Date of judgement 14 February 2018 Proceeding No. 2017/30707
Judge(s) S Higgins, Senior Member
Court or Tribunal New South Wales Civil and Administrative Tribunal
Legislation cited Administrative Decisions Review Act 1997

Civil and Administrative Tribunal Act 2013

Land Tax Management Act 1956

Taxation Administration Act 1996

Valuation of Land Act 1916
Catchwords TAXES AND DUTIES – Land Tax – whether land exempt from taxation as land used for primary production – whether the dominant use was “use for the maintenance of animals …, for the purpose of selling them or their natural increase or bodily produce” – s 10AA(3)(b) Land Tax Management Act 1956
Cases cited Chief Commissioner of State Revenue v Paspaley [2008] NSWCA 184

Ferella & Anor v Chief Commissioner of State Revenue [2014] NSWCA 378

Leda Manorsted v Chief Commissioner of State Revenue [2010] NSWSC 867

Background

The Applicant contended that the land tax exemption for land used for primary production under s.10AA(3)(b) of the Land Tax Management Act 1956 (“the maintenance of animals…”) applied for the 2014 and 2015 land tax years, to the following Lots:

  • Lot 1 and Lot 2 in DP755714;
  • Part 1 and Part 2 of Lot 3 in DP1148316; and
  • Lot 20 in DP755714.

The Applicant conceded that the exemption did not apply to Part 3 of Lot 3 in DP1148316 and Lot 1 in DP605170.
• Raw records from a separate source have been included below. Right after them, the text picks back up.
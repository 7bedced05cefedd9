//! [`Mailbox`] – single-slot, last-write-wins exchange cell.
//!
//! A mailbox holds at most one value. Writers replace it, the consumer takes
//! it (leaving the slot empty), and observers may peek at a clone. The lock is
//! held only for the swap itself, so neither side ever waits on I/O.
//!
//! The coalescer keeps its pending command in a mailbox and the camera
//! pipeline keeps its latest frame in one.

use std::sync::{Mutex, MutexGuard, PoisonError};

/// Single-slot cell with atomic replace, take and peek.
#[derive(Debug)]
pub struct Mailbox<T> {
    slot: Mutex<Option<T>>,
}

impl<T> Mailbox<T> {
    /// Create an empty mailbox.
    pub const fn new() -> Self {
        Self {
            slot: Mutex::new(None),
        }
    }

    /// Store `value`, returning whatever it displaced.
    pub fn put(&self, value: T) -> Option<T> {
        self.lock().replace(value)
    }

    /// Remove and return the current value, leaving the slot empty.
    pub fn take(&self) -> Option<T> {
        self.lock().take()
    }

    /// Mutate the slot in place under the lock.
    pub fn update<R>(&self, f: impl FnOnce(&mut Option<T>) -> R) -> R {
        let mut slot = self.lock();
        f(&mut *slot)
    }

    pub fn is_empty(&self) -> bool {
        self.lock().is_none()
    }

    fn lock(&self) -> MutexGuard<'_, Option<T>> {
        // A panicking writer cannot leave the Option half-written.
        self.slot.lock().unwrap_or_else(PoisonError::into_inner)
    }
}

impl<T: Clone> Mailbox<T> {
    /// Return a clone of the current value without removing it.
    pub fn peek(&self) -> Option<T> {
        self.lock().clone()
    }
}

impl<T> Default for Mailbox<T> {
    fn default() -> Self {
        Self::new()
    }
}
The Applicant argued that from 1965 onwards, the Applicant’s father raised beef cattle on the property for the purpose of breeding, fattening and selling the cattle. The Applicant stated that his father would often sell his cattle at the Murwillumbah Sale Yards, and those which were sold would be replaced from stock bred on the land. After the Applicant’s father died, the Applicant stated that there were approximately 70 cattle on the property. However, the Annual Return of Land and Stock which had been prepared by the Applicant’s father stated that there were 45 beef cattle as at 30 June 2013. The Applicant’s father died in August 2013.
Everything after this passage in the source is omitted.